Tassos Anastasiou and I have worked on a structured FM project that is now in its 5th release to its users. It involves deeply nested, progressively indented sections with a numbering scheme that involves multi-part numbers at the higher levels (e.g., 14.25.101) and letters or single integers with varying punctuation (usually periods or parentheses) at lower levels. The number of supported levels, the numbering styles, and the space allotted for numbers has changed over the years. Because of the way the FM files are used, it is a requirement that the EDD applies formats from the paragraph catalog rather than setting individual properties. The paragraph catalog to support all the variations has hundreds of entries.
I started out calculating margin and tab settings in my head or on a piece of scratch paper. I progressed to the point of using a temporary spreadsheet when I needed to make several related changes. Consider a situation, for instance, in which we initially decided to leave room for three two-digit numbers in a three part number such as the one above; the left indent and a tab stop needed to be set at the width of 6 digits plus 2 periods plus some white space. Later on, if it was decided that the second or third part, but not both, might go to three digits, the indents and tabs needed to be recalculated based on the width of 7 digits plus 2 periods plus the white space. Such a change might affect dozens of formats and the spreadsheet helped me do the calculations consistently most of the time. Still, the manual labor was significant and I did make mistakes.
We found it cost-effective to develop two tools to help maintain the pgf fmts in a way that reduced both the effort of making such changes and the chance of human error while doing so. One of these tools is a Calculation EDD template and structure application. The template is a structured document whose structure is an augmented version of an EDD. All elements that can contain numerical property values can contain two new elements, Add and Multiply (didn't have a need for Subtract or Divide so I didn't bother defining them). Both of these elements contain any number of children, each of which contains either a number, an Add or a Multiply. Numbers, as in any EDD, can be entered directly or by referencing a variable. So I can define one variable to be the width of a digit, one to be the width of a period, and another to be the width of a space. I can then set a margin at something that winds up formatted as "(7 * 8 + 2 * 3 + 4)pt", if the value I want is the sum of 7 times the width of a digit (assumed here to be 8pt), twice the width of a period (assumed to be 3), and the width of a space (assumed to be 4). The variables, here shown in bold, are defined using a character format that distinguishes them from surrounding text so I can come back to the EDD and quickly locate where variables are used.

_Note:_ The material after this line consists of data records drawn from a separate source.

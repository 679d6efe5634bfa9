// FormatSelector - resolves what the host asked for into an engine selector
//
// No merge tool is assumed to be installed, so every preset prefers a single
// pre-muxed mp4 before falling back to separate streams.

/// Used when the host passes nothing or "best"
pub const PREMUXED_BEST: &str = "best[ext=mp4]/bestvideo[ext=mp4]+bestaudio[ext=m4a]/best";

pub struct FormatSelector;

impl FormatSelector {
    /// Resolve a host selector. Known presets are expanded, anything else is
    /// handed to the engine verbatim.
    pub fn resolve(selector: Option<&str>) -> String {
        let requested = selector.map(str::trim).filter(|s| !s.is_empty());

        match requested {
            None => PREMUXED_BEST.to_string(),
            Some(s) => match Self::preset(s) {
                Some(expanded) => expanded,
                None => s.to_string(),
            },
        }
    }

    fn preset(name: &str) -> Option<String> {
        let lower = name.to_ascii_lowercase();
        match lower.as_str() {
            "best" => Some(PREMUXED_BEST.to_string()),
            "audio" => Some("bestaudio[ext=m4a]/bestaudio/best".to_string()),
            "1080p" | "720p" | "480p" | "360p" => {
                let height = lower.trim_end_matches('p');
                Some(Self::height_capped(height))
            }
            _ => None,
        }
    }

    fn height_capped(height: &str) -> String {
        format!(
            "best[height<={h}][ext=mp4]/bestvideo[height<={h}][ext=mp4]+bestaudio[ext=m4a]/best[height<={h}]/best",
            h = height
        )
    }
}
// Wire models shared by the orchestrator, the engines and the host

use serde::{Deserialize, Serialize};
use serde_json::Value;

use super::utils;

/// Normalized metadata returned by a probe
#[derive(Debug, Clone, Default, PartialEq, Serialize, Deserialize)]
pub struct MediaInfo {
    pub title: Option<String>,
    pub thumbnail: Option<String>,
    /// Duration in seconds
    pub duration: Option<f64>,
    pub uploader: Option<String>,
    pub view_count: Option<u64>,
    /// Formats in the order the engine reported them
    pub formats: Vec<FormatDescriptor>,
}

impl MediaInfo {
    /// Map the engine's info document. Absent or mistyped fields become `None`.
    pub fn from_engine_json(json: &Value) -> Self {
        let formats = json["formats"]
            .as_array()
            .map(|list| list.iter().map(FormatDescriptor::from_engine_json).collect())
            .unwrap_or_default();

        Self {
            title: string_field(json, "title"),
            thumbnail: string_field(json, "thumbnail"),
            duration: json["duration"].as_f64(),
            uploader: string_field(json, "uploader"),
            view_count: count_field(json, "view_count"),
            formats,
        }
    }
}

/// One encoded stream offered by the source
#[derive(Debug, Clone, Default, PartialEq, Serialize, Deserialize)]
pub struct FormatDescriptor {
    pub format_id: String,
    /// Container extension (mp4, webm, m4a)
    pub ext: String,
    /// Resolution label such as "1920x1080" or "audio only"
    pub resolution: Option<String>,
    /// Exact size in bytes, when the source advertises one
    pub filesize: Option<u64>,
    /// Video codec, "none" for audio-only streams
    pub vcodec: Option<String>,
    /// Audio codec, "none" for video-only streams
    pub acodec: Option<String>,
    pub url: String,
}

impl FormatDescriptor {
    pub fn from_engine_json(f: &Value) -> Self {
        Self {
            format_id: string_field(f, "format_id").unwrap_or_default(),
            ext: string_field(f, "ext").unwrap_or_default(),
            resolution: string_field(f, "resolution"),
            filesize: count_field(f, "filesize"),
            vcodec: string_field(f, "vcodec"),
            acodec: string_field(f, "acodec"),
            url: string_field(f, "url").unwrap_or_default(),
        }
    }

    /// Carries both audio and video, so no merge step is needed
    pub fn is_premuxed(&self) -> bool {
        let has = |codec: &Option<String>| codec.as_deref().map_or(false, |c| c != "none" && !c.is_empty());
        has(&self.vcodec) && has(&self.acodec)
    }
}

fn string_field(json: &Value, key: &str) -> Option<String> {
    json[key].as_str().map(|s| s.to_string())
}

/// Non-negative integer field; the engine occasionally reports counts as floats.
fn count_field(json: &Value, key: &str) -> Option<u64> {
    let value = &json[key];
    value
        .as_u64()
        .or_else(|| value.as_f64().filter(|v| v.is_finite() && *v >= 0.0).map(|v| v as u64))
}

/// Result of a probe as seen by the host: metadata, or a lone `error` key
#[derive(Debug, Clone, PartialEq, Serialize, Deserialize)]
#[serde(untagged)]
pub enum ProbeResponse {
    Error { error: String },
    Info(MediaInfo),
}

impl ProbeResponse {
    pub fn is_error(&self) -> bool {
        matches!(self, Self::Error { .. })
    }

    pub fn to_json(&self) -> String {
        serde_json::to_string(self)
            .unwrap_or_else(|e| error_json("error", &format!("Failed to serialize media info: {}", e)))
    }
}

#[derive(Debug, Clone, Copy, PartialEq, Eq, Serialize, Deserialize)]
#[serde(rename_all = "lowercase")]
pub enum ProgressStatus {
    Starting,
    /// In progress; the wire value matches the engine's own status string
    Downloading,
    Finished,
    Error,
}

/// Progress notification delivered to the host's sink
#[derive(Debug, Clone, PartialEq, Serialize, Deserialize)]
pub struct ProgressEvent {
    pub status: ProgressStatus,
    pub downloaded_bytes: u64,
    /// 0 when neither an exact total nor an estimate is known
    pub total_bytes: u64,
    /// Bytes per second
    pub speed: u64,
    /// Seconds remaining
    pub eta: u64,
    /// Destination file path
    pub filename: String,
    /// Percent complete as reported by the engine
    pub percent: Option<f64>,
}

impl ProgressEvent {
    /// An event with every counter at zero
    pub fn empty(status: ProgressStatus, filename: impl Into<String>) -> Self {
        Self {
            status,
            downloaded_bytes: 0,
            total_bytes: 0,
            speed: 0,
            eta: 0,
            filename: filename.into(),
            percent: None,
        }
    }
}

/// Terminal result of a download
#[derive(Debug, Clone, PartialEq, Eq, Serialize, Deserialize)]
#[serde(tag = "status", rename_all = "lowercase")]
pub enum DownloadOutcome {
    Success { path: String },
    Error { message: String },
}

impl DownloadOutcome {
    pub fn is_success(&self) -> bool {
        matches!(self, Self::Success { .. })
    }

    pub fn to_json(&self) -> String {
        serde_json::to_string(self).unwrap_or_else(|e| {
            format!(
                "{{\"status\":\"error\",\"message\":{}}}",
                Value::String(format!("Failed to serialize outcome: {}", e))
            )
        })
    }
}

/// `{"<key>": "<message>"}` built without going through a fallible serializer
pub(crate) fn error_json(key: &str, message: &str) -> String {
    let mut map = serde_json::Map::new();
    map.insert(key.to_string(), Value::String(message.to_string()));
    Value::Object(map).to_string()
}

/// Engine behavior switches that are a policy decision rather than per-call input
#[derive(Debug, Clone, Copy, PartialEq, Eq, Default)]
pub struct EnginePolicy {
    /// Keep going past per-item errors
    pub ignore_errors: bool,
    /// Disable TLS certificate validation
    pub skip_certificate_check: bool,
    /// Allow fixups/remuxing that need an external tool
    pub prefer_external_remux: bool,
}

/// Per-call engine configuration
#[derive(Debug, Clone, PartialEq, Eq)]
pub struct EngineOptions {
    pub quiet: bool,
    pub no_warnings: bool,
    pub extract_flat: bool,
    pub format: Option<String>,
    pub output_template: Option<String>,
    pub ignore_errors: bool,
    pub skip_certificate_check: bool,
    pub prefer_external_remux: bool,
}

impl EngineOptions {
    /// Metadata-only extraction with full format lists
    pub fn for_probe(policy: EnginePolicy) -> Self {
        Self {
            quiet: true,
            no_warnings: true,
            extract_flat: false,
            format: None,
            output_template: None,
            ignore_errors: policy.ignore_errors,
            skip_certificate_check: policy.skip_certificate_check,
            prefer_external_remux: policy.prefer_external_remux,
        }
    }

    pub fn for_download(policy: EnginePolicy, format: String, output_template: String) -> Self {
        Self {
            format: Some(format),
            output_template: Some(output_template),
            ..Self::for_probe(policy)
        }
    }
}

/// Configuration of the subprocess engine
#[derive(Debug, Clone)]
pub struct EngineConfig {
    /// yt-dlp executable
    pub binary_path: String,
    /// Upper bound for a probe, in seconds
    pub probe_timeout_secs: u64,
    /// Passed to the engine as its socket timeout
    pub socket_timeout_secs: Option<u32>,
    /// HTTP/SOCKS proxy URL (e.g., "socks5://127.0.0.1:1080")
    pub proxy: Option<String>,
    pub policy: EnginePolicy,
}

impl Default for EngineConfig {
    fn default() -> Self {
        Self {
            binary_path: utils::find_ytdlp(),
            probe_timeout_secs: 60,
            socket_timeout_secs: Some(30),
            proxy: None,
            policy: EnginePolicy::default(),
        }
    }
}

impl EngineConfig {
    pub fn with_binary_path(mut self, path: impl Into<String>) -> Self {
        self.binary_path = path.into();
        self
    }

    pub fn with_probe_timeout(mut self, seconds: u64) -> Self {
        self.probe_timeout_secs = seconds;
        self
    }

    pub fn with_socket_timeout(mut self, seconds: Option<u32>) -> Self {
        self.socket_timeout_secs = seconds;
        self
    }

    pub fn with_proxy(mut self, proxy: Option<String>) -> Self {
        self.proxy = proxy;
        self
    }

    pub fn with_policy(mut self, policy: EnginePolicy) -> Self {
        self.policy = policy;
        self
    }
}
// yt-dlp engine - drives the yt-dlp executable as a subprocess
//
// probe:    --dump-single-json, bounded by the configured timeout
// download: --progress-template emitting one JSON record per line; classic
//           "[download] 45.0% of ..." lines are parsed as a fallback

use std::collections::VecDeque;
use std::process::Stdio;

use async_trait::async_trait;
use serde_json::Value;
use tokio::io::{AsyncBufReadExt, AsyncRead, BufReader};
use tokio::process::Command;

use crate::downloader::errors::DownloadError;
use crate::downloader::models::{EngineConfig, EngineOptions};
use crate::downloader::progress::{self, EngineProgress};
use crate::downloader::traits::{MediaEngine, ProgressHook};
use crate::downloader::utils::{run_output_with_timeout, spawn_error};

/// Lines of stderr kept for error reporting
const STDERR_TAIL: usize = 50;

pub struct YtDlpEngine {
    config: EngineConfig,
}

impl YtDlpEngine {
    pub fn new(config: EngineConfig) -> Self {
        Self { config }
    }

    pub fn config(&self) -> &EngineConfig {
        &self.config
    }

    /// Flags shared by probe and download
    fn option_args(&self, options: &EngineOptions) -> Vec<String> {
        let mut args = Vec::new();

        if options.quiet {
            args.push("--quiet".to_string());
        }
        if options.no_warnings {
            args.push("--no-warnings".to_string());
        }
        if options.extract_flat {
            args.push("--flat-playlist".to_string());
        }
        if options.ignore_errors {
            args.push("--ignore-errors".to_string());
        } else {
            args.push("--abort-on-error".to_string());
        }
        if options.skip_certificate_check {
            args.push("--no-check-certificates".to_string());
        }
        if !options.prefer_external_remux {
            // Fixups would need ffmpeg, which is not assumed to exist
            args.push("--fixup".to_string());
            args.push("never".to_string());
        }
        if let Some(format) = &options.format {
            args.push("-f".to_string());
            args.push(format.clone());
        }
        if let Some(template) = &options.output_template {
            args.push("-o".to_string());
            args.push(template.clone());
        }
        if let Some(timeout) = self.config.socket_timeout_secs {
            args.push("--socket-timeout".to_string());
            args.push(timeout.to_string());
        }
        if let Some(proxy) = &self.config.proxy {
            args.push("--proxy".to_string());
            args.push(proxy.clone());
        }

        args.push("--no-playlist".to_string());
        args
    }

    pub fn probe_args(&self, url: &str, options: &EngineOptions) -> Vec<String> {
        let mut args = self.option_args(options);
        args.push("--dump-single-json".to_string());
        args.push("--".to_string());
        args.push(url.to_string());
        args
    }

    pub fn download_args(&self, url: &str, options: &EngineOptions) -> Vec<String> {
        let mut args = self.option_args(options);
        args.extend([
            "--newline".to_string(),
            // Keeps progress output alive under --quiet
            "--progress".to_string(),
            "--progress-template".to_string(),
            progress::progress_template(),
            "--".to_string(),
            url.to_string(),
        ]);
        args
    }

    /// `yt-dlp --version`
    pub async fn version(&self) -> Result<String, DownloadError> {
        let output =
            run_output_with_timeout(&self.config.binary_path, &["--version".to_string()], 15).await?;
        if !output.status.success() {
            return Err(DownloadError::ExecutionError(format!(
                "{} --version exited with {:?}",
                self.config.binary_path,
                output.status.code()
            )));
        }
        Ok(String::from_utf8_lossy(&output.stdout).trim().to_string())
    }

    pub async fn is_available(&self) -> bool {
        self.version().await.is_ok()
    }
}

impl Default for YtDlpEngine {
    fn default() -> Self {
        Self::new(EngineConfig::default())
    }
}

/// Last `ERROR:` line the engine printed, if any
fn engine_error_message<'a, I>(lines: I) -> Option<String>
where
    I: IntoIterator<Item = &'a str>,
    I::IntoIter: DoubleEndedIterator,
{
    lines
        .into_iter()
        .rev()
        .map(str::trim)
        .find(|l| l.starts_with("ERROR:"))
        .map(|l| l.to_string())
}

/// One output stream of the child, split into lines decoded as lossy UTF-8.
///
/// `next_line` is safe to cancel inside `select!`: a partial line stays in
/// `buf` until the rest of it arrives.
struct LineReader<R> {
    reader: BufReader<R>,
    buf: Vec<u8>,
    open: bool,
}

impl<R: AsyncRead + Unpin> LineReader<R> {
    fn new(inner: R) -> Self {
        Self {
            reader: BufReader::new(inner),
            buf: Vec::new(),
            open: true,
        }
    }

    async fn next_line(&mut self) -> std::io::Result<Option<String>> {
        let read = self.reader.read_until(b'\n', &mut self.buf).await?;
        if read == 0 && self.buf.is_empty() {
            self.open = false;
            return Ok(None);
        }

        let line = String::from_utf8_lossy(&self.buf)
            .trim_end_matches(&['\r', '\n'][..])
            .to_string();
        self.buf.clear();
        Ok(Some(line))
    }
}

/// Tracks the current destination so ticks without a filename can be labeled
struct LineHandler<'h, 'a> {
    hook: &'h mut ProgressHook<'a>,
    destination: Option<String>,
}

impl LineHandler<'_, '_> {
    /// Returns true when the line was progress output
    fn handle(&mut self, line: &str) -> bool {
        if let Some(dest) = progress::parse_destination(line) {
            tracing::debug!("[yt-dlp] destination: {}", dest);
            self.destination = Some(dest);
            return true;
        }

        match progress::parse_progress_line(line) {
            Some(mut tick) => {
                if tick.filename.is_none() {
                    tick.filename = self.destination.clone();
                }
                self.forward(tick);
                true
            }
            None => false,
        }
    }

    fn forward(&mut self, tick: EngineProgress) {
        (self.hook)(tick);
    }
}

#[async_trait]
impl MediaEngine for YtDlpEngine {
    fn name(&self) -> &'static str {
        "yt-dlp"
    }

    async fn probe(&self, url: &str, options: &EngineOptions) -> Result<Value, DownloadError> {
        let args = self.probe_args(url, options);
        tracing::debug!("[yt-dlp] probe: {} {}", self.config.binary_path, args.join(" "));

        let output =
            run_output_with_timeout(&self.config.binary_path, &args, self.config.probe_timeout_secs)
                .await?;

        if !output.status.success() {
            let stderr = String::from_utf8_lossy(&output.stderr);
            return Err(match engine_error_message(stderr.lines()) {
                Some(message) => DownloadError::from_engine_message(&message),
                None => DownloadError::EngineExit(output.status.code().unwrap_or(-1)),
            });
        }

        serde_json::from_slice::<Value>(&output.stdout)
            .map_err(|e| DownloadError::ParseError(format!("Invalid JSON from yt-dlp: {}", e)))
    }

    async fn download(
        &self,
        url: &str,
        options: &EngineOptions,
        on_progress: &mut ProgressHook<'_>,
    ) -> Result<i32, DownloadError> {
        let args = self.download_args(url, options);
        tracing::info!("[yt-dlp] download: {} {}", self.config.binary_path, args.join(" "));

        let mut child = Command::new(&self.config.binary_path)
            .args(&args)
            .stdin(Stdio::null())
            .stdout(Stdio::piped())
            .stderr(Stdio::piped())
            .kill_on_drop(true)
            .spawn()
            .map_err(|e| spawn_error(&self.config.binary_path, e))?;

        let stdout = child
            .stdout
            .take()
            .ok_or_else(|| DownloadError::ExecutionError("Failed to capture stdout".to_string()))?;
        let stderr = child
            .stderr
            .take()
            .ok_or_else(|| DownloadError::ExecutionError("Failed to capture stderr".to_string()))?;

        let mut stdout = LineReader::new(stdout);
        let mut stderr = LineReader::new(stderr);
        let mut stderr_tail: VecDeque<String> = VecDeque::with_capacity(STDERR_TAIL);
        let mut read_error = None;
        let mut handler = LineHandler {
            hook: on_progress,
            destination: None,
        };

        // Progress goes to stderr under --quiet, so both streams are parsed.
        // Both pipes are drained until EOF so the child never blocks on a full pipe.
        while stdout.open || stderr.open {
            tokio::select! {
                line = stdout.next_line(), if stdout.open => match line {
                    Ok(Some(l)) => {
                        if !handler.handle(&l) {
                            tracing::debug!("[yt-dlp] {}", l);
                        }
                    }
                    Ok(None) => {}
                    Err(e) => {
                        read_error = Some(e);
                        break;
                    }
                },
                line = stderr.next_line(), if stderr.open => match line {
                    Ok(Some(l)) => {
                        if !handler.handle(&l) {
                            tracing::debug!("[yt-dlp] stderr: {}", l);
                            if stderr_tail.len() == STDERR_TAIL {
                                stderr_tail.pop_front();
                            }
                            stderr_tail.push_back(l);
                        }
                    }
                    Ok(None) => {}
                    Err(e) => {
                        read_error = Some(e);
                        break;
                    }
                },
            }
        }

        if let Some(e) = read_error {
            tracing::warn!("[yt-dlp] ✗ lost output stream, stopping download: {}", e);
            let _ = child.kill().await;
            return Err(DownloadError::ExecutionError(format!(
                "Failed to read yt-dlp output: {}",
                e
            )));
        }

        let status = child
            .wait()
            .await
            .map_err(|e| DownloadError::ExecutionError(format!("Process error: {}", e)))?;

        if status.success() {
            return Ok(0);
        }

        let code = status.code().unwrap_or(-1);
        match engine_error_message(stderr_tail.iter().map(String::as_str)) {
            Some(message) => {
                tracing::warn!("[yt-dlp] exited with {}: {}", code, message);
                Err(DownloadError::from_engine_message(&message))
            }
            None => Ok(code),
        }
    }
}

#[cfg(test)]
mod tests {
    use super::*;
    use crate::downloader::models::EnginePolicy;

    fn engine() -> YtDlpEngine {
        YtDlpEngine::new(
            EngineConfig::default()
                .with_binary_path("yt-dlp")
                .with_socket_timeout(Some(15))
                .with_proxy(Some("socks5://127.0.0.1:1080".to_string())),
        )
    }

    #[test]
    fn test_probe_args() {
        let args = engine().probe_args("https://a.example/v", &EngineOptions::for_probe(EnginePolicy::default()));

        assert!(args.contains(&"--quiet".to_string()));
        assert!(args.contains(&"--no-warnings".to_string()));
        assert!(args.contains(&"--dump-single-json".to_string()));
        assert!(args.contains(&"--abort-on-error".to_string()));
        assert!(!args.contains(&"--flat-playlist".to_string()));
        assert!(!args.contains(&"--no-check-certificates".to_string()));
        assert!(!args.contains(&"-f".to_string()));
        assert_eq!(args[args.len() - 2], "--");
        assert_eq!(args.last().map(String::as_str), Some("https://a.example/v"));

        let proxy_idx = args.iter().position(|a| a == "--proxy").unwrap();
        assert_eq!(args[proxy_idx + 1], "socks5://127.0.0.1:1080");
    }

    #[test]
    fn test_download_args() {
        let options = EngineOptions::for_download(
            EnginePolicy::default(),
            "best[ext=mp4]/best".to_string(),
            "/tmp/out.mp4".to_string(),
        );
        let args = engine().download_args("https://a.example/v", &options);

        let f_idx = args.iter().position(|a| a == "-f").unwrap();
        assert_eq!(args[f_idx + 1], "best[ext=mp4]/best");
        let o_idx = args.iter().position(|a| a == "-o").unwrap();
        assert_eq!(args[o_idx + 1], "/tmp/out.mp4");
        let fixup_idx = args.iter().position(|a| a == "--fixup").unwrap();
        assert_eq!(args[fixup_idx + 1], "never");
        assert!(args.contains(&"--newline".to_string()));
        assert!(args.contains(&progress::progress_template()));
    }

    #[test]
    fn test_policy_flags() {
        let policy = EnginePolicy {
            ignore_errors: true,
            skip_certificate_check: true,
            prefer_external_remux: true,
        };
        let args = engine().probe_args("u", &EngineOptions::for_probe(policy));
        assert!(args.contains(&"--ignore-errors".to_string()));
        assert!(args.contains(&"--no-check-certificates".to_string()));
        assert!(!args.contains(&"--fixup".to_string()));
    }

    #[test]
    fn test_engine_error_message() {
        let stderr = "WARNING: something\nERROR: first\nnoise\nERROR: [generic] Unsupported URL: x\n";
        assert_eq!(
            engine_error_message(stderr.lines()).as_deref(),
            Some("ERROR: [generic] Unsupported URL: x")
        );
        assert_eq!(engine_error_message("all good".lines()), None);
    }

    #[tokio::test]
    async fn test_line_reader_decodes_lossily() {
        let raw: &[u8] = b"caf\xff\nnext\r\npartial";
        let mut reader = LineReader::new(raw);

        assert_eq!(reader.next_line().await.unwrap().as_deref(), Some("caf\u{FFFD}"));
        assert_eq!(reader.next_line().await.unwrap().as_deref(), Some("next"));
        assert_eq!(reader.next_line().await.unwrap().as_deref(), Some("partial"));
        assert!(reader.open);
        assert_eq!(reader.next_line().await.unwrap(), None);
        assert!(!reader.open);
    }

    #[test]
    fn test_line_handler_labels_ticks_with_destination() {
        let mut seen = Vec::new();
        {
            let mut hook = |tick: EngineProgress| seen.push(tick);
            let mut handler = LineHandler { hook: &mut hook, destination: None };

            assert!(handler.handle("[download] Destination: /tmp/clip.mp4"));
            assert!(handler.handle("[download]  50.0% of 2.00KiB at 1.00KiB/s ETA 00:01"));
            assert!(!handler.handle("[info] Downloading 1 format(s): 18"));
        }

        assert_eq!(seen.len(), 1);
        assert_eq!(seen[0].filename.as_deref(), Some("/tmp/clip.mp4"));
    }
}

To use the calculation EDD, I save it as XML and open the result back in FM. The Calculation EDD application in one direction applies an XSLT transform that performs the specified calculations. The reopened file is thus a "real" EDD from which I can then import element definitions.
The Calculation EDD spares my aging brain the effort of repeated arithmetic. However, it's not enough for this particular project since we need the calculation results in a paragraph catalog. That's done with the second tool, a plug-in called the Paragraph Tag Assigner. We create a structured document whose only purpose is defining paragraph formats. It contains one paragraph for each entry in the needed paragraph catalog. The contents of each paragraph is the desired paragraph tag for its format. Suppose, for instance, I need 10 pgf fmts called Bullet1, Bullet2, Bullet3, and so forth that will be eventually placed in the templates writers use; then this pgf definition contains 10 pgs whose contents are Bullet1, Bullet2, and so on. These pgfs are arranged in whatever hierarchy is convenient and their formatting is defined in a calculation EDD. The structures defined in the calculation EDD are much simpler than those maintained by writers; while the writer templates may assign a particular pgf fmt in numerous contexts, the definition EDD is used only to define the necessary properties. Once the defining document is finished, the Paragraph Tag Assigner rebuilds the paragraph catalog in the defining document, creating a catalog entry for each paragraph in the document. Then I import paragraph formats from the defining document into all files in a book that contains the numerous user templates the project needs.
I don't recommend that every project use such tools, but they can be extremely helpful in some circumstances.